Any thought about that? It's a common issue? I did something wrong?

kidburglar avatar Sep 29 '21 20:09 kidburglar

Hello @idrassi

There is any possibility to have an answer on this issue? Cheers.

kidburglar avatar Nov 07 '21 02:11 kidburglar

Hi @kidburglar,

Normally disabling lazy initialization should solve the problem since all inode tables and the journal will be initialized with zeroes during formatting. This could be done by creating the outer volume without any filesystem like what you did and then mount and use the command "mkfs.ext4 -E lazy_itable_init=0,lazy_journal_init=0 /dev/mapper/veracryptX" to format it (replace X in the actual VeraCrypt slot number used for mounting).

Did you use the same way?

idrassi avatar Nov 07 '21 13:11 idrassi

Hello @idrassi

I think I did something similar, I don't have an empty hard drive right now to make a new test.

But I think it must be by default in Veracrypt for avoiding issues related to the protection of the hidden volume. If I have a new drive, I could give it a try.

Can you check my latest question too, please?

I cannot use the GUI wizard because when I try to make a hidden volume it doesnt ask how big I want it. I got the error message that I need a 4K sector kind of hard drive for more than 2To hidden volume but I want only do a 50Go. I always got this kind of message on Linux with hard drive bigger than 2To but when making the volume on windows it worked without issue so I think it's an issue with the linux version but I think it's unrelated to the lazy initialisation issue.

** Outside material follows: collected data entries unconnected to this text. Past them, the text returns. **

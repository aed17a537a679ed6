//! PDF document handling: loading, page geometry, and composite assembly.

pub mod compose;
pub mod document;
pub mod fit;

pub use compose::{compose, serialize};
pub use document::LoadedDocument;
pub use fit::{PageFit, fit};
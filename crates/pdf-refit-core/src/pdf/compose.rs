//! Composite document assembly.
//!
//! Every content page is embedded into a fresh output document as a Form
//! XObject and drawn, scaled and centered, onto a new page sized like the
//! style document's first page. Only that first style page matters; any
//! further style pages are ignored.
//!
//! PDF user space has its origin at the bottom-left corner, so the offsets
//! produced by the fit calculator can be used directly as the translation
//! part of the `cm` matrix.

use std::collections::HashMap;

use lopdf::{Dictionary, Document, Object, ObjectId, Stream};
use tracing::{debug, info};

use crate::error::{Error, Result};
use crate::pdf::document::LoadedDocument;
use crate::pdf::fit::fit;

/// Build the composite document: one output page per content page, each
/// sized to the style document's first page.
///
/// Neither input document is mutated. The optional `progress` callback is
/// invoked with `(done, total)` after each page.
pub fn compose(
    content: &LoadedDocument,
    style: &LoadedDocument,
    pdf_version: &str,
    progress: Option<&dyn Fn(usize, usize)>,
) -> Result<Document> {
    let (target_width, target_height) = style.first_page_size()?;
    info!(
        "Composing {} pages onto {}x{} pt pages",
        content.page_count(),
        target_width,
        target_height
    );

    let mut output = Document::with_version(pdf_version);
    let pages_id = output.new_object_id();

    // One cache for the whole run: resources shared between source pages are
    // copied into the output document only once.
    let mut object_cache = HashMap::new();

    let page_ids = content.page_ids();
    let total = page_ids.len();
    let mut kids = Vec::with_capacity(total);

    for (index, page_id) in page_ids.into_iter().enumerate() {
        let new_page_id = compose_page(
            &mut output,
            content,
            page_id,
            index,
            (target_width, target_height),
            pages_id,
            &mut object_cache,
        )
        .map_err(|e| page_error(index, e))?;

        kids.push(Object::Reference(new_page_id));

        if let Some(callback) = progress {
            callback(index + 1, total);
        }
    }

    #[allow(clippy::cast_possible_wrap)]
    let count = total as i64;
    let pages_dict = Dictionary::from_iter([
        ("Type", Object::Name(b"Pages".to_vec())),
        ("Kids", Object::Array(kids)),
        ("Count", Object::Integer(count)),
    ]);
    output.objects.insert(pages_id, Object::Dictionary(pages_dict));

    let catalog_id = output.add_object(Dictionary::from_iter([
        ("Type", Object::Name(b"Catalog".to_vec())),
        ("Pages", Object::Reference(pages_id)),
    ]));
    output.trailer.set("Root", Object::Reference(catalog_id));

    Ok(output)
}

/// Serialize the composite document to bytes.
pub fn serialize(mut doc: Document) -> Result<Vec<u8>> {
    doc.compress();

    let mut output = Vec::new();
    doc.save_to(&mut output)
        .map_err(|e| Error::Save(e.to_string()))?;

    Ok(output)
}

/// Wrap a per-page failure, keeping already-classified page errors intact.
fn page_error(index: usize, source: Error) -> Error {
    match source {
        e @ Error::PageProcessing { .. } => e,
        e => Error::PageProcessing {
            page: index + 1,
            reason: e.to_string(),
        },
    }
}

/// Embed one content page and draw it onto a new target-sized page.
fn compose_page(
    output: &mut Document,
    content: &LoadedDocument,
    page_id: ObjectId,
    index: usize,
    target: (f32, f32),
    parent_id: ObjectId,
    cache: &mut HashMap<ObjectId, ObjectId>,
) -> Result<ObjectId> {
    let media_box = content.page_media_box(page_id)?;
    let source_width = media_box[2] - media_box[0];
    let source_height = media_box[3] - media_box[1];

    let page_fit = fit(source_width, source_height, target.0, target.1)?;

    let wrap = |e: lopdf::Error| Error::PageProcessing {
        page: index + 1,
        reason: e.to_string(),
    };

    let xobject_id =
        embed_page_xobject(output, content.document(), page_id, media_box, cache).map_err(wrap)?;

    // The form keeps the source page's coordinate space, so a non-zero
    // MediaBox origin has to be folded into the translation.
    let tx = page_fit.offset_x - page_fit.scale * media_box[0];
    let ty = page_fit.offset_y - page_fit.scale * media_box[1];

    debug!(
        "page {}: {}x{} pt, scale {:.4}, origin ({:.2}, {:.2})",
        index + 1,
        source_width,
        source_height,
        page_fit.scale,
        tx,
        ty
    );

    let name = format!("P{index}");
    let ops = format!(
        "q\n{} 0 0 {} {} {} cm\n/{name} Do\nQ\n",
        page_fit.scale, page_fit.scale, tx, ty
    );
    let content_id = output.add_object(Stream::new(Dictionary::new(), ops.into_bytes()));

    let mut xobjects = Dictionary::new();
    xobjects.set(name.as_bytes(), Object::Reference(xobject_id));
    let mut resources = Dictionary::new();
    resources.set("XObject", Object::Dictionary(xobjects));

    let mut page_dict = Dictionary::new();
    page_dict.set("Type", Object::Name(b"Page".to_vec()));
    page_dict.set("Parent", Object::Reference(parent_id));
    page_dict.set(
        "MediaBox",
        Object::Array(vec![
            0.into(),
            0.into(),
            Object::Real(target.0),
            Object::Real(target.1),
        ]),
    );
    page_dict.set("Contents", Object::Reference(content_id));
    page_dict.set("Resources", Object::Dictionary(resources));

    Ok(output.add_object(page_dict))
}

/// Create a Form XObject from a source page, copying its content stream and
/// resources into the output document.
fn embed_page_xobject(
    output: &mut Document,
    source: &Document,
    page_id: ObjectId,
    media_box: [f32; 4],
    cache: &mut HashMap<ObjectId, ObjectId>,
) -> lopdf::Result<ObjectId> {
    let page_dict = source.get_dictionary(page_id)?.clone();

    let content_data = page_content(source, &page_dict)?;

    let mut xobject_dict = Dictionary::new();
    xobject_dict.set("Type", Object::Name(b"XObject".to_vec()));
    xobject_dict.set("Subtype", Object::Name(b"Form".to_vec()));
    xobject_dict.set(
        "BBox",
        Object::Array(media_box.iter().map(|v| Object::Real(*v)).collect()),
    );
    xobject_dict.set("FormType", Object::Integer(1));

    if let Some(resources) = effective_resources(source, &page_dict) {
        xobject_dict.set(
            "Resources",
            copy_object_deep(output, source, &resources, cache)?,
        );
    }

    Ok(output.add_object(Stream::new(xobject_dict, content_data)))
}

/// Collect a page's content stream data, concatenating split streams.
///
/// Streams are stored decompressed because the resulting Form XObject
/// carries no Filter entry. A page without Contents is a valid blank page.
fn page_content(doc: &Document, page_dict: &Dictionary) -> lopdf::Result<Vec<u8>> {
    let Ok(contents) = page_dict.get(b"Contents") else {
        return Ok(Vec::new());
    };

    match contents {
        Object::Reference(id) => Ok(stream_data(doc.get_object(*id)?.as_stream()?)),
        Object::Stream(stream) => Ok(stream_data(stream)),
        Object::Array(arr) => {
            let mut result = Vec::new();
            for obj in arr {
                if let Object::Reference(id) = obj {
                    let stream = doc.get_object(*id)?.as_stream()?;
                    result.extend_from_slice(&stream_data(stream));
                    result.push(b'\n');
                }
            }
            Ok(result)
        }
        _ => Ok(Vec::new()),
    }
}

fn stream_data(stream: &Stream) -> Vec<u8> {
    stream
        .decompressed_content()
        .unwrap_or_else(|_| stream.content.clone())
}

/// Resolve a page's resources, walking the parent chain for inherited ones.
fn effective_resources(doc: &Document, page_dict: &Dictionary) -> Option<Object> {
    if let Ok(resources) = page_dict.get(b"Resources") {
        return Some(resources.clone());
    }

    let mut parent = page_dict.get(b"Parent").ok().cloned();
    while let Some(Object::Reference(parent_id)) = parent {
        let dict = doc.get_dictionary(parent_id).ok()?;
        if let Ok(resources) = dict.get(b"Resources") {
            return Some(resources.clone());
        }
        parent = dict.get(b"Parent").ok().cloned();
    }

    None
}

/// Deep copy an object from source to output document, following references.
/// Uses a cache so shared objects are copied only once.
fn copy_object_deep(
    output: &mut Document,
    source: &Document,
    obj: &Object,
    cache: &mut HashMap<ObjectId, ObjectId>,
) -> lopdf::Result<Object> {
    match obj {
        Object::Reference(id) => {
            if let Some(&new_id) = cache.get(id) {
                return Ok(Object::Reference(new_id));
            }

            let referenced = source.get_object(*id)?.clone();
            // Reserve the target id before recursing so reference cycles
            // terminate instead of copying forever.
            let new_id = output.add_object(Object::Null);
            cache.insert(*id, new_id);

            let copied = copy_object_deep(output, source, &referenced, cache)?;
            output.objects.insert(new_id, copied);

            Ok(Object::Reference(new_id))
        }
        Object::Dictionary(dict) => {
            let mut new_dict = Dictionary::new();
            for (key, value) in dict.iter() {
                new_dict.set(key.clone(), copy_object_deep(output, source, value, cache)?);
            }
            Ok(Object::Dictionary(new_dict))
        }
        Object::Array(arr) => {
            let mut new_arr = Vec::with_capacity(arr.len());
            for item in arr {
                new_arr.push(copy_object_deep(output, source, item, cache)?);
            }
            Ok(Object::Array(new_arr))
        }
        Object::Stream(stream) => {
            let mut new_dict = Dictionary::new();
            for (key, value) in stream.dict.iter() {
                new_dict.set(key.clone(), copy_object_deep(output, source, value, cache)?);
            }
            Ok(Object::Stream(Stream::new(new_dict, stream.content.clone())))
        }
        other => Ok(other.clone()),
    }
}

// =============================================================================
// Tests
// =============================================================================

I wanted to ask in same time if for furter testing I can use --quick option because any new volume making take much time. Thanks for your help.

kidburglar avatar Nov 08 '21 09:11 kidburglar

This is interesting, when I setup my encrypted partition

Slot: 1 Volume: /dev/redacted Virtual Device: /dev/loop0 Mount Directory: /mnt/redacted Size: 6.7 TiB Type: Normal Read-Only: No Hidden Volume Protected: No Encryption Algorithm: redacted Primary Key Size: 256 bits Secondary Key Size (XTS Mode): redacted Block Size: 128 bits Mode of Operation: redacted PKCS-5 PRF: redacted Volume Format Version: 2 Embedded Backup Header: Yes

I noticed continuous errors in the system log, such as

[3497991.210344] operation not supported error, dev loop0, sector 125853952 op 0x9:(WRITE_ZEROES) flags 0x800 phys_seg 0 prio class 2 [3497991.946412] operation not supported error, dev loop0, sector 125858048 op 0x9:(WRITE_ZEROES) flags 0x800 phys_seg 0 prio class 2 [3497992.806334] operation not supported error, dev loop0, sector 125862144 op 0x9:(WRITE_ZEROES) flags 0x800 phys_seg 0 prio class 2 [3497993.642341] operation not supported error, dev loop0, sector 125866240 op 0x9:(WRITE_ZEROES) flags 0x800 phys_seg 0 prio class 2 [3497994.410335] operation not supported error, dev loop0, sector 125870336 op 0x9:(WRITE_ZEROES) flags 0x800 phys_seg 0 prio class 2 [3497995.302377] operation not supported error, dev loop0, sector 125874432 op 0x9:(WRITE_ZEROES) flags 0x800 phys_seg 0 prio class 2 [3497996.042397] operation not supported error, dev loop0, sector 125878528 op 0x9:(WRITE_ZEROES) flags 0x800 phys_seg 0 prio class 2 [3497996.966300] operation not supported error, dev loop0, sector 125882624 op 0x9:(WRITE_ZEROES) flags 0x800 phys_seg 0 prio class 2

By running:

mkfs.ext4 -E lazy_itable_init=0,lazy_journal_init=0 /tmp/.veracrypt_aux_mnt1/volume

I was able to get rid of the error messages,

there might be some more information here:

[https://unix.stackexchange.com/questions/603896/write-zeroes-not-supported-on-loop-devices](https://unix.stackexchange.com/questions/603896/write-zeroes-not-supported-on-loop-devices

Kernel version is 6.1

Thank you! )

M-Stenzel avatar Jan 10 '24 12:01 M-Stenzel

A last update, you should run the mkfs.ext4 on the _un_mounted device, not the mounted device!

M-Stenzel avatar Apr 25 '24 10:04 M-Stenzel

Hello @M-Stenzel

I didn't try again from last time because I just have no new drive to format and at the end to be compatible with Windows and Linux, I started to use something like NTFS or exFAT.

If it works properly, I think it would be something good to enable these option by default so that it is easy to be done without using the command line.